Roger la miró algo incómodo. Ella le devolvió la mirada con su serenidad habitual. La aprensión de Roger aumentó; pero, a pesar de ello, hizo una descripción tan completa como le fue posible de la vendedora. Miss Dammers le agradeció los datos.
—Bueno. ¿Qué debemos hacer ahora? —insistió Mr. Bradley, a quien le agradaba aparentemente el papel de maestro de ceremonias—. Podríamos enviar una delegación a Scotland Yard, integrada por Sheringham y yo, a fin de informarle que sus preocupaciones han terminado.
—¿Cree usted que todos están de acuerdo con Mr. Sheringham?
—Naturalmente.
—¿No es costumbre someter a votación una cuestión de esta naturaleza? —sugirió Miss Dammers fríamente.
—«¡Lo sostendremos de común acuerdo!» —citó Mr. Bradley—. Sí, sigamos el procedimiento correcto. Bien, Mr. Sheringham propone que el Círculo acepte su solución del Misterio de los Bombones Envenenados, y envíe una delegación integrada por él mismo y por Mr. Bradley a Scotland Yard, a fin de conversar seriamente con la policía. Yo secundo la moción. Los que estén por la afirmativa… ¿Mrs. Fielder-Flemming?
Mrs. Fielder-Flemming trató en vano de ocultar su desaprobación de Mr. Bradley y su desaprobación de la idea propuesta por él.
—Tengo la impresión de que Mr. Sheringham ha probado su teoría —dijo vacilando.
—¿Sir Charles?
—Estoy de acuerdo —dijo Sir Charles severamente, desaprobando a su vez la frivolidad de Mr. Bradley.
—¿Chitterwick?
—También yo estoy de acuerdo.
Tal vez fue la imaginación de Roger, pero le pareció advertir una imperceptible vacilación en Chitterwick, antes de que emitiese su voto. Era como si tuviese algunas reservas mentales que no podía expresar. Roger decidió que se había equivocado.
—¿Y Miss Dammers? —concluyó Mr. Bradley. Miss Dammers miró a los circunstantes.
—No estoy de acuerdo. La exposición de Mr. Sheringham me parece sumamente ingeniosa, y en todo conforme con la reputación de que él goza. Pero, al mismo tiempo, la encuentro totalmente errónea.
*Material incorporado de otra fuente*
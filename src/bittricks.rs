// SPDX-License-Identifier: Parity-7.0.0 OR PolyForm-Noncommercial-1.0.0
/*!
bit tricks for texture sizing.

Padded dimensions and 16.16 fixed-point texture coordinates.
*/

/// Largest logical dimension whose 16.16 fixed-point ratio still fits in a `u32`.
pub const MAX_FIXED_DIMENSION: u32 = 1 << 16;

/// `1.0` in 16.16 fixed point.
pub const FIXED_ONE: u32 = 1 << 16;

/**
Returns the smallest power of two that is `>= v`.

`0` maps to `1`, so the result is always a legal texture dimension.
*/
#[inline]
pub fn next_higher_2(v: u32) -> u32 {
    debug_assert!(
        v <= MAX_FIXED_DIMENSION,
        "texture dimension {v} overflows 16.16 texture coordinates"
    );
    if v == 0 {
        return 1;
    }
    let mut k = v - 1;
    k |= k >> 1;
    k |= k >> 2;
    k |= k >> 4;
    k |= k >> 8;
    k |= k >> 16;
    k + 1
}

/**
Returns the GPU-legal size for a requested dimension.

When the device can address non-power-of-two textures the dimension is kept
as-is (but never below 1), otherwise it is rounded up with [next_higher_2].
*/
#[inline]
pub fn padded_dimension(v: u16, npot_supported: bool) -> u32 {
    if npot_supported {
        (v as u32).max(1)
    } else {
        next_higher_2(v as u32)
    }
}

/// `numerator / denominator` as 16.16 fixed point.
///
/// Callers guarantee `numerator <= denominator`, both below [MAX_FIXED_DIMENSION].
#[inline]
pub fn fixed_ratio(numerator: u32, denominator: u32) -> u32 {
    debug_assert!(denominator != 0);
    (((numerator as u64) << 16) / denominator as u64) as u32
}

#[inline]
pub fn fixed_to_f32(fixed: u32) -> f32 {
    fixed as f32 / FIXED_ONE as f32
}

#[cfg(test)]
mod tests {
    use super::*;

    #[test]
    fn next_higher_2_covers_texture_range() {
        for n in 0..=65535u32 {
            let p = next_higher_2(n);
            assert!(p >= n);
            assert!(p.is_power_of_two(), "{n} -> {p}");
            if n.is_power_of_two() {
                assert_eq!(p, n);
            }
            //smallest such power
            assert!(p == 1 || p / 2 < n);
        }
        assert_eq!(next_higher_2(0), 1);
        assert_eq!(next_higher_2(65536), 65536);
    }

    #[test]
    fn padded_dimension_respects_npot() {
        assert_eq!(padded_dimension(320, true), 320);
        assert_eq!(padded_dimension(320, false), 512);
        assert_eq!(padded_dimension(200, false), 256);
        assert_eq!(padded_dimension(0, true), 1);
        assert_eq!(padded_dimension(0, false), 1);
        assert_eq!(padded_dimension(u16::MAX, false), 65536);
    }

    #[test]
    fn fixed_ratio_matches_scenario_sizes() {
        assert_eq!(fixed_to_f32(fixed_ratio(320, 512)), 0.625);
        assert_eq!(fixed_to_f32(fixed_ratio(200, 256)), 0.78125);
        assert_eq!(fixed_ratio(512, 512), FIXED_ONE);
        assert_eq!(fixed_ratio(65535, 65536), 65535);
    }
}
Mañana espero poder probar a ustedes quién es el autor del crimen.
El Círculo miró a Miss Dammers respetuosamente. Roger no podía dar crédito a sus oídos. Cuando intentó hablar, descubrió que le faltaba la voz. Lo único que emitió fue un sonido inarticulado.
Mr. Bradley fue el primero en recobrarse.
—La moción ha sido aprobada, aunque no unánimemente, señor presidente. Creo que esta situación tiene precedentes. ¿Puede decirme alguno de ustedes qué sucede cuando una moción no es aprobada por unanimidad?
Frente a la incapacitación temporaria del presidente, Miss Dammers tomó la atribución de decidir por sí misma.
—Creo que queda levantada la sesión —dijo. Y la sesión quedó levantada.